Она говорит еще многое другое, прислушиваюсь к ее доводам, я сам их ей подсказываю, мне хочется думать: «Счастье, которого я пытался достичь в наших отношениях с Клер, основано на недоверии. Оно фальшиво и пусто. Я отрекаюсь от него. Мы должны пожениться». В действительности я думаю иначе. Я знаю, что в браке нас ожидает горе.


Ночью меня разбудили. Когда я спустился, она уже умерла. Она лежала, будто изваянная из хрусталя и мрамора, без возраста, а возможно, и молодая, тяжелая и невесомая, еще более хрупкая, чем обычно.


Гроб, укрытый плющом, поставили в гостиной. Селянки толпятся у ворот. В саду под смоковницей собрались мужчины. Съезжаются друзья из города, из Моншод, Фондбо и Варе. Стоя в дверях гостиной, я пожимаю руки, всякий раз наклоняя голову. Передо мной проходят юноши, которых я никогда не видел и которых принимаю за их отцов, и старики, в глазах которых, будто бы проглядывающих из-под маски, я узнаю прежних молодых людей. Некоторые сделались совсем маленькими, и лица их сморщились в несменяемую улыбку; у других натянутая гладкая кожа лоснится от морских курортов, эти за тридцать пять лет не изменились и оттого кажутся нереальными. Проходят глухие, не решаясь произнести ни слова; проходят старые слуги, еще крепкие на вид, глаза у них светятся добротой. Я вижу дряхлых старушек, совершающих, быть может, свой последний выход; они приехали издалека в красивых экипажах, нетвердыми шажками семенят они по террасе и останавливаются у входа, ничего не видя со света; провожатые под руку ведут их к стулу. На женщин помоложе смотреть особенно страшно: в моем представлении они оставались девочками.
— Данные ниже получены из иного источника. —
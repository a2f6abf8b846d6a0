//! Text rendering of selected rows.
//!
//! Row layout: `sum  human(sum)  count  key`, in fixed-width columns,
//! with keys cut to 80 characters. In verbose mode each box gets a
//! three-line `#` header and a trailing blank line.

use super::select::{Record, Selection};
use crate::utils::config::KEY_DISPLAY_WIDTH;
use crate::utils::human::human_bytes;
use std::io::{self, Write};

/// Format one row
pub fn format_row(record: &Record) -> String {
    format!(
        "{:>15} {:>9} {:>5} {}",
        record.sum,
        human_bytes(record.sum),
        record.count,
        truncate_key(&record.key)
    )
}

/// Header lines for one box: index, pattern and key count
pub fn format_header(selection: &Selection<'_>) -> String {
    let total = match selection.window {
        Some(n) => format!("{} (top {})", selection.total_keys, n),
        None => selection.total_keys.to_string(),
    };

    format!(
        "# #{}\n# =~ {}\n# = {}",
        selection.index,
        selection.tag_box.matcher().pattern(),
        total
    )
}

/// Cut a key to the display width, on a character boundary
pub fn truncate_key(key: &str) -> &str {
    match key.char_indices().nth(KEY_DISPLAY_WIDTH) {
        Some((end, _)) => &key[..end],
        None => key,
    }
}

/// Write one box
pub fn render_selection<W: Write>(
    out: &mut W,
    selection: &Selection<'_>,
    verbose: bool,
) -> io::Result<()> {
    if verbose {
        writeln!(out, "{}", format_header(selection))?;
    }

    for record in &selection.records {
        writeln!(out, "{}", format_row(record))?;
    }

    if verbose {
        writeln!(out)?;
    }

    Ok(())
}

/// Write every selected box in order
pub fn render_report<W: Write>(
    out: &mut W,
    selections: &[Selection<'_>],
    verbose: bool,
) -> io::Result<()> {
    for selection in selections {
        render_selection(out, selection, verbose)?;
    }
    out.flush()
}
use crate::pattern::DEFAULT_PATTERNS;

/// Print the built-in patterns, numbered from 1
pub fn display_patterns() {
    println!("Default patterns (for 'ls -l' and 'ls -s' output):");
    for (i, pattern) in DEFAULT_PATTERNS.iter().enumerate() {
        println!("{}: {}", i + 1, pattern);
    }
}
//! Tagsum CLI
//!
//! Sums numbers extracted from text lines per tag, e.g. total sizes of
//! file groups from `ls` output.

use anyhow::Result;
use clap::{ArgAction, Parser};
use env_logger::Env;
use std::io;
use std::path::PathBuf;

use tagsum::commands::{display_patterns, execute_sum, validate_args, SumArgs};
use tagsum::pattern::default_patterns;
use tagsum::report::SortField;
use tagsum::utils::config::{RunConfig, KILO_FACTOR, STDIN_SOURCE};

const AFTER_HELP: &str = "\
OUTPUT: [sum] [human readable size] [number of occurrences] [tag]

Examples:
  ls -l | tagsum
  ls -Rs1 | tagsum -k
  tagsum -p '(?P<k>\\w+)=(?P<v>\\d+)' -s count -r -t 10 app.log";

/// Tagsum - per-tag sums of counters found in text
#[derive(Parser, Debug)]
#[command(name = "tagsum")]
#[command(version, about, long_about = None, after_help = AFTER_HELP)]
struct Cli {
    /// Input files (default: stdin, also `-`)
    #[arg(value_name = "FILE")]
    files: Vec<String>,

    /// Input file, may be repeated
    #[arg(short = 'f', long = "file", value_name = "FILE")]
    input: Vec<String>,

    /// Parsing pattern, may be repeated (named groups `k` and `v` pick key and value)
    #[arg(short, long = "pattern", value_name = "REGEX")]
    patterns: Vec<String>,

    /// Counter factor: every value is multiplied by F
    #[arg(long, value_name = "F", default_value_t = 1, allow_negative_numbers = true)]
    factor: i64,

    /// 1K blocks, same as --factor=1024
    #[arg(short = 'k')]
    kilo: bool,

    /// Show only the N top lines per pattern (<= 0 shows all)
    #[arg(short, long, value_name = "N", default_value_t = -1, allow_negative_numbers = true)]
    top: i64,

    /// Sort field: sum (1), count (2), ratio (3), max (4) or none (0)
    #[arg(short, long, value_name = "FIELD", default_value = "sum")]
    sort: SortField,

    /// Reverse sorting
    #[arg(short, long)]
    reverse: bool,

    /// Lower-case all tags for case-insensitive sums
    #[arg(short, long)]
    lower: bool,

    /// Skip patterns that matched nothing
    #[arg(short = 'e', long)]
    skip_empty: bool,

    /// Ignore errors (use --ignore=false for strict mode)
    #[arg(
        short,
        long,
        value_name = "BOOL",
        default_value_t = true,
        action = ArgAction::Set,
        num_args = 0..=1,
        require_equals = true,
        default_missing_value = "true"
    )]
    ignore: bool,

    /// Verbose output with per-pattern headers (--verbose=false for rows only)
    #[arg(
        short,
        long,
        value_name = "BOOL",
        default_value_t = true,
        action = ArgAction::Set,
        num_args = 0..=1,
        require_equals = true,
        default_missing_value = "true"
    )]
    verbose: bool,

    /// Also write the report as JSON
    #[arg(long, value_name = "PATH")]
    json: Option<PathBuf>,

    /// Print the default patterns and exit
    #[arg(long)]
    list_patterns: bool,

    /// Enable debug logging
    #[arg(long)]
    debug: bool,
}

impl Cli {
    fn into_args(self) -> SumArgs {
        // -f files first, then positional ones
        let mut sources = self.input;
        sources.extend(self.files);
        if sources.is_empty() {
            sources.push(STDIN_SOURCE.to_string());
        }

        let patterns = if self.patterns.is_empty() {
            default_patterns()
        } else {
            self.patterns
        };

        let factor = if self.kilo { KILO_FACTOR } else { self.factor };

        SumArgs {
            config: RunConfig {
                patterns,
                sources,
                factor,
                top: self.top,
                sort: self.sort,
                reverse: self.reverse,
                lower: self.lower,
                skip_empty: self.skip_empty,
                ignore_errors: self.ignore,
                verbose: self.verbose,
            },
            json_output: self.json,
        }
    }
}

fn main() -> Result<()> {
    // Parse CLI arguments
    let cli = Cli::parse();

    // Setup logging
    let log_level = if cli.debug { "debug" } else { "warn" };
    env_logger::Builder::from_env(Env::default().default_filter_or(log_level)).init();

    if cli.list_patterns {
        display_patterns();
        return Ok(());
    }

    let args = cli.into_args();

    // Validate args first
    validate_args(&args)?;

    let stdout = io::stdout();
    let mut out = stdout.lock();
    execute_sum(&args, &mut out)?;

    Ok(())
}
//! Sorting and top-N selection of box contents.
//!
//! Records are sorted ascending on the chosen field, or descending with
//! `reverse`. The top-N window then keeps the *tail* of an ascending list
//! and the *head* of a reversed one, so both directions surface the
//! largest entries. Rows that tie on the field are ordered by key
//! (ascending in both directions), so the window always cuts at the same
//! place. With `SortField::Disabled` records keep the (unspecified) map
//! iteration order.

use crate::aggregator::{Aggregate, TagBox};
use crate::utils::config::RunConfig;
use serde::{Deserialize, Serialize};
use std::cmp::Ordering;
use std::fmt;
use std::str::FromStr;

/// Field used to order report rows
#[derive(Debug, Clone, Copy, PartialEq, Eq, Serialize, Deserialize)]
#[serde(rename_all = "lowercase")]
pub enum SortField {
    /// No sorting, map order
    #[serde(rename = "none")]
    Disabled,
    Sum,
    Count,
    Ratio,
    Max,
}

impl SortField {
    /// Numeric selector used on the command line (0 = none .. 4 = max)
    pub fn code(self) -> u8 {
        match self {
            SortField::Disabled => 0,
            SortField::Sum => 1,
            SortField::Count => 2,
            SortField::Ratio => 3,
            SortField::Max => 4,
        }
    }

    fn compare(self, a: &Record, b: &Record) -> Ordering {
        match self {
            SortField::Disabled => Ordering::Equal,
            SortField::Sum => a.sum.cmp(&b.sum),
            SortField::Count => a.count.cmp(&b.count),
            SortField::Ratio => a.ratio.cmp(&b.ratio),
            SortField::Max => a.max.cmp(&b.max),
        }
    }
}

impl FromStr for SortField {
    type Err = String;

    fn from_str(s: &str) -> Result<Self, Self::Err> {
        match s.trim().to_ascii_lowercase().as_str() {
            "0" | "none" | "disabled" => Ok(SortField::Disabled),
            "1" | "sum" => Ok(SortField::Sum),
            "2" | "count" => Ok(SortField::Count),
            "3" | "ratio" => Ok(SortField::Ratio),
            "4" | "max" => Ok(SortField::Max),
            other => Err(format!(
                "unknown sort field '{}' (expected sum, count, ratio, max or none)",
                other
            )),
        }
    }
}

impl fmt::Display for SortField {
    fn fmt(&self, f: &mut fmt::Formatter<'_>) -> fmt::Result {
        let name = match self {
            SortField::Disabled => "none",
            SortField::Sum => "sum",
            SortField::Count => "count",
            SortField::Ratio => "ratio",
            SortField::Max => "max",
        };
        f.write_str(name)
    }
}

/// One report row
#[derive(Debug, Clone, PartialEq, Eq, Serialize, Deserialize)]
pub struct Record {
    pub key: String,
    pub sum: i64,
    pub count: u64,
    /// `sum / count`, truncated toward zero
    pub ratio: i64,
    pub max: i64,
}

impl Record {
    /// Build a row; `None` if the ratio is undefined (no contributions)
    pub fn from_aggregate(key: &str, aggregate: &Aggregate) -> Option<Self> {
        Some(Self {
            key: key.to_string(),
            sum: aggregate.sum,
            count: aggregate.count,
            ratio: aggregate.ratio()?,
            max: aggregate.max,
        })
    }
}

/// The rows of one box chosen for output
#[derive(Debug, Clone)]
pub struct Selection<'b> {
    /// 1-based position of the box
    pub index: usize,

    pub tag_box: &'b TagBox,

    /// Distinct keys before the window was applied
    pub total_keys: usize,

    /// Window size, when it actually cut rows
    pub window: Option<usize>,

    pub records: Vec<Record>,
}

/// Materialize a box into rows, in map order
pub fn collect_records(tag_box: &TagBox) -> Vec<Record> {
    tag_box
        .iter()
        .filter_map(|(key, aggregate)| Record::from_aggregate(key, aggregate))
        .collect()
}

/// Sort on `field`, flipped by `reverse`; ties fall back to the key
pub fn sort_records(records: &mut [Record], field: SortField, reverse: bool) {
    if field == SortField::Disabled {
        return;
    }

    records.sort_by(|a, b| {
        let ord = field.compare(a, b);
        let ord = if reverse { ord.reverse() } else { ord };
        ord.then_with(|| a.key.cmp(&b.key))
    });
}

/// Keep `top` rows: the tail of an ascending list, the head of a reversed one
///
/// Returns the window size if rows were dropped.
pub fn apply_top(records: &mut Vec<Record>, top: Option<usize>, reverse: bool) -> Option<usize> {
    let n = top.filter(|n| *n < records.len())?;

    if reverse {
        records.truncate(n);
    } else {
        let cut = records.len() - n;
        records.drain(..cut);
    }

    Some(n)
}

/// Sort and window one box
pub fn select_box<'b>(index: usize, tag_box: &'b TagBox, config: &RunConfig) -> Selection<'b> {
    let mut records = collect_records(tag_box);
    let total_keys = records.len();

    sort_records(&mut records, config.sort, config.reverse);
    let window = apply_top(&mut records, config.top_limit(), config.reverse);

    Selection {
        index,
        tag_box,
        total_keys,
        window,
        records,
    }
}

/// Select every box in declaration order, dropping empty ones when asked to
pub fn select_boxes<'b>(boxes: &'b [TagBox], config: &RunConfig) -> Vec<Selection<'b>> {
    boxes
        .iter()
        .enumerate()
        .filter(|(_, tag_box)| !(config.skip_empty && tag_box.is_empty()))
        .map(|(i, tag_box)| select_box(i + 1, tag_box, config))
        .collect()
}
//! Aggregation of matched values into per-pattern, per-key statistics.
//!
//! This module covers the ingest phase:
//! - `Aggregate` running totals (sum, count, max) per key
//! - `TagBox`, one matcher plus its key map
//! - `Engine`, which feeds every input line to every box

pub mod engine;
pub mod tally;

// Re-export main types
pub use engine::{is_stdin, Engine, IngestStats};
pub use tally::{Aggregate, ScanOutcome, TagBox};
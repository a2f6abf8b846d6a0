//! Built-in patterns for `ls -l` and `ls -s` style listings.
//!
//! Each pattern captures the size (or block count) into `v` and the tag
//! into `k`. The tag is either the file extension or the leading part of
//! the name up to the first `-`, `#` or `.`.

/// Default patterns, in the order they are reported
pub const DEFAULT_PATTERNS: &[&str] = &[
    // ls -l, keyed by extension
    r"^[\-rwxds]{10}\s+[0-9]+\s+[^\s]+\s+[^\s]+\s+(?P<v>[0-9]+)\s+.+(?P<k>\.[A-Za-z0-9]{1,4})$",
    // ls -l, keyed by leading name segment
    r"^[\-rwxds]{10}\s+[0-9]+\s+[^\s]+\s+[^\s]+\s+(?P<v>[0-9]+)\s+[^\s]+\s+[^\s]+\s+[^\s]+\s+(?P<k>[^\-#\.]+).*$",
    // ls -s, keyed by extension
    r"^\s*(?P<v>[0-9]+)\s+.+(?P<k>\.[A-Za-z0-9]{1,4})$",
    // ls -s, keyed by leading name segment
    r"^\s*(?P<v>[0-9]+)\s+(?P<k>[^\-#\.]+).*$",
];

/// Owned copy of [`DEFAULT_PATTERNS`]
pub fn default_patterns() -> Vec<String> {
    DEFAULT_PATTERNS.iter().map(|p| p.to_string()).collect()
}
//! Utility modules for configuration, error handling, and formatting.

pub mod config;
pub mod error;
pub mod human;

// Re-export commonly used types for convenience
pub use config::RunConfig;
pub use error::{OutputError, SumError};
pub use human::human_bytes;
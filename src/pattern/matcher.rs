//! Compiled pattern plus key/value group positions.

use crate::utils::config::{DEFAULT_KEY_GROUP, DEFAULT_VALUE_GROUP, MIN_CAPTURES};
use crate::utils::error::SumError;
use log::{debug, warn};
use regex::Regex;

/// One (key, value) pair found in a line
#[derive(Debug, Clone, Copy, PartialEq, Eq)]
pub struct Capture<'t> {
    /// Raw key text, before any case folding
    pub key: &'t str,

    /// Raw value text, not yet parsed
    pub value: &'t str,
}

/// A pattern and the capture positions of its key and value
///
/// A matcher whose pattern failed to compile is kept as an inert
/// placeholder: it still has a slot in the report but never matches.
#[derive(Debug, Clone)]
pub struct Matcher {
    pattern: String,
    regex: Option<Regex>,
    key_group: usize,
    value_group: usize,
}

impl Matcher {
    /// Compile a pattern
    ///
    /// Named groups `k` and `v` select the key and value captures;
    /// without them the key is group 2 and the value group 1.
    ///
    /// # Errors
    /// * `SumError::PatternCompile` - pattern is not a valid regex
    pub fn compile(pattern: &str) -> Result<Self, SumError> {
        let regex = Regex::new(pattern).map_err(|source| SumError::PatternCompile {
            pattern: pattern.to_string(),
            source,
        })?;

        let key_group = group_index(&regex, "k").unwrap_or(DEFAULT_KEY_GROUP);
        let value_group = group_index(&regex, "v").unwrap_or(DEFAULT_VALUE_GROUP);

        debug!(
            "Compiled pattern `{}` (key group {}, value group {})",
            pattern, key_group, value_group
        );

        Ok(Self {
            pattern: pattern.to_string(),
            regex: Some(regex),
            key_group,
            value_group,
        })
    }

    /// A matcher that never matches anything
    pub fn inert(pattern: &str) -> Self {
        Self {
            pattern: pattern.to_string(),
            regex: None,
            key_group: DEFAULT_KEY_GROUP,
            value_group: DEFAULT_VALUE_GROUP,
        }
    }

    /// Compile a pattern, falling back to an inert matcher when errors are ignored
    pub fn build(pattern: &str, ignore_errors: bool) -> Result<Self, SumError> {
        match Self::compile(pattern) {
            Ok(matcher) => Ok(matcher),
            Err(e) if ignore_errors => {
                warn!("{}; pattern disabled", e);
                Ok(Self::inert(pattern))
            }
            Err(e) => Err(e),
        }
    }

    /// Source text of the pattern
    pub fn pattern(&self) -> &str {
        &self.pattern
    }

    pub fn is_inert(&self) -> bool {
        self.regex.is_none()
    }

    pub fn key_group(&self) -> usize {
        self.key_group
    }

    pub fn value_group(&self) -> usize {
        self.value_group
    }

    /// All non-overlapping (key, value) captures in `line`
    ///
    /// Matches with fewer than three captures, or whose key/value group
    /// lies outside the capture list, are skipped. A group that did not
    /// take part in the match yields an empty string.
    pub fn captures<'a>(&'a self, line: &'a str) -> impl Iterator<Item = Capture<'a>> + 'a {
        let key_group = self.key_group;
        let value_group = self.value_group;

        self.regex
            .iter()
            .flat_map(move |re| re.captures_iter(line))
            .filter_map(move |caps| {
                if caps.len() < MIN_CAPTURES || key_group >= caps.len() || value_group >= caps.len()
                {
                    return None;
                }
                Some(Capture {
                    key: caps.get(key_group).map_or("", |m| m.as_str()),
                    value: caps.get(value_group).map_or("", |m| m.as_str()),
                })
            })
    }
}

/// Position of a named group, if the regex declares it
fn group_index(regex: &Regex, name: &str) -> Option<usize> {
    regex
        .capture_names()
        .position(|group| group == Some(name))
}

#[cfg(test)]
mod tests {
    use super::*;

    #[test]
    fn test_positional_defaults() {
        let m = Matcher::compile(r"(\d+) (\w+)").unwrap();
        assert_eq!(m.key_group(), 2);
        assert_eq!(m.value_group(), 1);

        let caps: Vec<_> = m.captures("12 apples").collect();
        assert_eq!(
            caps,
            vec![Capture {
                key: "apples",
                value: "12"
            }]
        );
    }

    #[test]
    fn test_named_groups_override_positions() {
        let m = Matcher::compile(r"(?P<k>[a-z]+)=(?P<v>\d+)").unwrap();
        assert_eq!(m.key_group(), 1);
        assert_eq!(m.value_group(), 2);

        let caps: Vec<_> = m.captures("a=1 b=2").collect();
        assert_eq!(caps.len(), 2);
        assert_eq!(caps[0].key, "a");
        assert_eq!(caps[1].value, "2");
    }

    #[test]
    fn test_short_match_is_skipped() {
        let m = Matcher::compile(r"(\d+)").unwrap();
        assert_eq!(m.captures("1 2 3").count(), 0);
    }

    #[test]
    fn test_named_group_beyond_default_positions() {
        // Key named at group 3, value falls back to group 1
        let m = Matcher::compile(r"(\d+)-(x)-(?P<k>\w+)").unwrap();
        assert_eq!(m.key_group(), 3);
        let caps: Vec<_> = m.captures("7-x-abc").collect();
        assert_eq!(caps[0].key, "abc");
        assert_eq!(caps[0].value, "7");
    }

    #[test]
    fn test_compile_error() {
        let err = Matcher::compile("(unclosed").unwrap_err();
        assert!(matches!(err, SumError::PatternCompile { .. }));
    }

    #[test]
    fn test_build_tolerant_gives_inert_matcher() {
        let m = Matcher::build("(unclosed", true).unwrap();
        assert!(m.is_inert());
        assert_eq!(m.pattern(), "(unclosed");
        assert_eq!(m.captures("anything (unclosed").count(), 0);

        assert!(Matcher::build("(unclosed", false).is_err());
    }
}
//! Human-readable byte magnitudes.

const UNIT: i64 = 1024;
const PREFIXES: &[u8] = b"kMGTPE";

/// Format a byte count: `512b`, `1.5kB`, `3.0MB`, ...
pub fn human_bytes(bytes: i64) -> String {
    if bytes < UNIT {
        return format!("{}b", bytes);
    }

    let mut div = UNIT;
    let mut exp = 0;
    let mut n = bytes / UNIT;
    while n >= UNIT {
        div *= UNIT;
        exp += 1;
        n /= UNIT;
    }

    format!(
        "{:.1}{}B",
        bytes as f64 / div as f64,
        PREFIXES[exp] as char
    )
}
//! Line-by-line ingestion of all input sources.
//!
//! The engine owns one `TagBox` per configured pattern. Every line is
//! offered to every box in declaration order; each box's matcher runs on
//! the full line, independently of the others. Once all sources are
//! consumed, `finish` hands the boxes over for reporting.

use super::tally::TagBox;
use crate::pattern::Matcher;
use crate::utils::config::{RunConfig, STDIN_SOURCE};
use crate::utils::error::SumError;
use log::{debug, info, warn};
use std::fs::File;
use std::io::{self, BufRead, BufReader};

/// Counters collected while ingesting
#[derive(Debug, Clone, Copy, Default, PartialEq, Eq)]
pub struct IngestStats {
    /// Sources read to the end
    pub sources_read: usize,

    /// Sources that could not be opened or read
    pub sources_failed: usize,

    /// Lines seen across all sources
    pub lines: u64,

    /// Captures folded into some box
    pub matches: u64,

    /// Captures dropped because of tolerated value errors
    pub skipped: u64,
}

/// Whether a source name stands for standard input (`-` or empty)
pub fn is_stdin(source: &str) -> bool {
    source.is_empty() || source == STDIN_SOURCE
}

/// Drives all matchers over all input
pub struct Engine<'c> {
    config: &'c RunConfig,
    boxes: Vec<TagBox>,
    stats: IngestStats,
}

impl<'c> Engine<'c> {
    /// Compile every configured pattern into a box
    ///
    /// # Errors
    /// * `SumError::PatternCompile` - bad pattern and `ignore_errors` is off
    pub fn new(config: &'c RunConfig) -> Result<Self, SumError> {
        let boxes = config
            .patterns
            .iter()
            .map(|pattern| Matcher::build(pattern, config.ignore_errors).map(TagBox::new))
            .collect::<Result<Vec<_>, _>>()?;

        debug!("Engine ready with {} pattern boxes", boxes.len());

        Ok(Self {
            config,
            boxes,
            stats: IngestStats::default(),
        })
    }

    pub fn boxes(&self) -> &[TagBox] {
        &self.boxes
    }

    pub fn stats(&self) -> IngestStats {
        self.stats
    }

    /// Offer one line to every box
    ///
    /// Returns the number of captures folded in.
    pub fn ingest_line(&mut self, line: &str) -> Result<usize, SumError> {
        self.stats.lines += 1;

        let mut matched = 0;
        for tag_box in &mut self.boxes {
            let outcome = tag_box.scan(line, self.config)?;
            matched += outcome.matched;
            self.stats.skipped += outcome.skipped as u64;
        }

        self.stats.matches += matched as u64;
        Ok(matched)
    }

    /// Consume a reader line by line
    ///
    /// Lines read before a read error stay accumulated.
    pub fn ingest_reader<R: BufRead>(&mut self, source_name: &str, reader: R) -> Result<(), SumError> {
        for line in reader.lines() {
            let line = line.map_err(|source| SumError::SourceRead {
                source_name: source_name.to_string(),
                source,
            })?;
            self.ingest_line(&line)?;
        }
        Ok(())
    }

    /// Open one source (`-` or empty means stdin) and consume it
    pub fn ingest_source(&mut self, source: &str) -> Result<(), SumError> {
        if is_stdin(source) {
            debug!("Reading standard input");
            let stdin = io::stdin();
            return self.ingest_reader("<stdin>", stdin.lock());
        }

        debug!("Reading {}", source);
        let file = File::open(source).map_err(|e| SumError::SourceOpen {
            source_name: source.to_string(),
            source: e,
        })?;
        self.ingest_reader(source, BufReader::new(file))
    }

    /// Consume every configured source in order
    ///
    /// With `ignore_errors` a failing source is logged and the rest are
    /// still read; otherwise the first error ends ingestion.
    pub fn ingest_sources(&mut self) -> Result<(), SumError> {
        let config = self.config;

        for source in &config.sources {
            match self.ingest_source(source) {
                Ok(()) => self.stats.sources_read += 1,
                Err(e) if config.ignore_errors => {
                    warn!("{}", e);
                    self.stats.sources_failed += 1;
                }
                Err(e) => return Err(e),
            }
        }

        info!(
            "Ingested {} lines from {} sources ({} failed): {} matches, {} skipped",
            self.stats.lines,
            self.stats.sources_read,
            self.stats.sources_failed,
            self.stats.matches,
            self.stats.skipped
        );

        Ok(())
    }

    /// End ingestion; the boxes are read-only from here on
    pub fn finish(self) -> Vec<TagBox> {
        self.boxes
    }
}

#[cfg(test)]
mod tests {
    use super::*;
    use std::io::Cursor;

    fn config_with(patterns: &[&str]) -> RunConfig {
        RunConfig {
            patterns: patterns.iter().map(|p| p.to_string()).collect(),
            ..Default::default()
        }
    }

    #[test]
    fn test_line_updates_every_box() {
        let config = config_with(&[r"(?P<v>\d+) (?P<k>\w+)", r"(?P<v>\d+) \w+\.(?P<k>\w+)"]);
        let mut engine = Engine::new(&config).unwrap();

        let matched = engine.ingest_line("3 notes.md").unwrap();
        assert_eq!(matched, 2);

        let boxes = engine.finish();
        assert_eq!(boxes[0].get("notes").map(|a| a.sum), Some(3));
        assert_eq!(boxes[1].get("md").map(|a| a.sum), Some(3));
    }

    #[test]
    fn test_all_matches_on_a_line() {
        let config = config_with(&[r"(?P<k>[a-z]+)=(?P<v>\d+)"]);
        let mut engine = Engine::new(&config).unwrap();

        engine.ingest_line("a=1 b=2 a=5").unwrap();

        let boxes = engine.finish();
        let a = boxes[0].get("a").unwrap();
        assert_eq!((a.sum, a.count, a.max), (6, 2, 5));
        assert_eq!(boxes[0].get("b").map(|b| b.count), Some(1));
    }

    #[test]
    fn test_reader_and_stats() {
        let config = config_with(&[r"(?P<v>\d+) (?P<k>\w+)"]);
        let mut engine = Engine::new(&config).unwrap();

        let input = Cursor::new("1 x\nnothing here\n2 x\n");
        engine.ingest_reader("test", input).unwrap();

        let stats = engine.stats();
        assert_eq!(stats.lines, 3);
        assert_eq!(stats.matches, 2);
        assert_eq!(engine.boxes()[0].get("x").map(|a| a.sum), Some(3));
    }

    #[test]
    fn test_bad_pattern_strict_fails() {
        let config = RunConfig {
            ignore_errors: false,
            ..config_with(&["(broken"])
        };
        assert!(matches!(
            Engine::new(&config),
            Err(SumError::PatternCompile { .. })
        ));
    }

    #[test]
    fn test_bad_pattern_tolerant_keeps_slot() {
        let config = config_with(&["(broken", r"(?P<v>\d+) (?P<k>\w+)"]);
        let mut engine = Engine::new(&config).unwrap();

        engine.ingest_line("4 y").unwrap();

        let boxes = engine.finish();
        assert_eq!(boxes.len(), 2);
        assert!(boxes[0].matcher().is_inert());
        assert!(boxes[0].is_empty());
        assert_eq!(boxes[1].len(), 1);
    }

    #[test]
    fn test_stdin_aliases() {
        assert!(is_stdin("-"));
        assert!(is_stdin(""));
        assert!(!is_stdin("listing.txt"));
        assert!(!is_stdin("./-"));
        assert!(!is_stdin(" "));
    }

    #[test]
    fn test_missing_source() {
        let strict = RunConfig {
            sources: vec!["/definitely/not/here.txt".to_string()],
            ignore_errors: false,
            ..Default::default()
        };
        let mut engine = Engine::new(&strict).unwrap();
        assert!(matches!(
            engine.ingest_sources(),
            Err(SumError::SourceOpen { .. })
        ));

        let tolerant = RunConfig {
            ignore_errors: true,
            ..strict.clone()
        };
        let mut engine = Engine::new(&tolerant).unwrap();
        engine.ingest_sources().unwrap();
        assert_eq!(engine.stats().sources_failed, 1);
    }
}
Призраки шагают чередой, пробуждая в моем воображении живые фигуры прошлого, которые исчезают с пожатием руки. Я погружен в какой-то иллюзорный мир, и сам уже готовый усомниться в реальности своего существования непонимающим взором смотрю в полумрак гостиной, где стоит придавленный черным покровом и листьями памятник смерти. Мать моя жива. Она умрет вместе со мной. И все эти удрученные люди тоже, возможно, не сознают хорошенько, зачем они здесь. Время от времени они рассеянно поглядывают на то страшное, вокруг чего они собрались. Мысль наша жадная до химер, легко свыкается со смертью. Непереносима пустота.

* * *

Сырым и серым утром я сошел с поезда и втянул в себя прохладный, но отдающий затхлостью воздух перрона. Не найдя носильщика, я оставил чемодан в здании вокзала и бог весть зачем вышел на улицу. Что я делал, не помню; я пребывал в каком-то забытьи, надо сказать, совершенно неуместном на вокзале, а когда очнулся, чемодана не нашел. В наше время, чтобы не попасть впросак, не следует задумываться. А тут еще эти чудо-кони, мгновенно переносящие вас в край вашего детства, лицом к смерти, а потом сонного выбрасывающие в гущу Парижа — поневоле смещаются все понятия. Попутчиком моим был глубокий старик; расставшись с ним на перроне, я принялся думать о пользе смерти. Человек не создан для долголетия — жизненный опыт портит его. Миру нужны молодость и поэзия.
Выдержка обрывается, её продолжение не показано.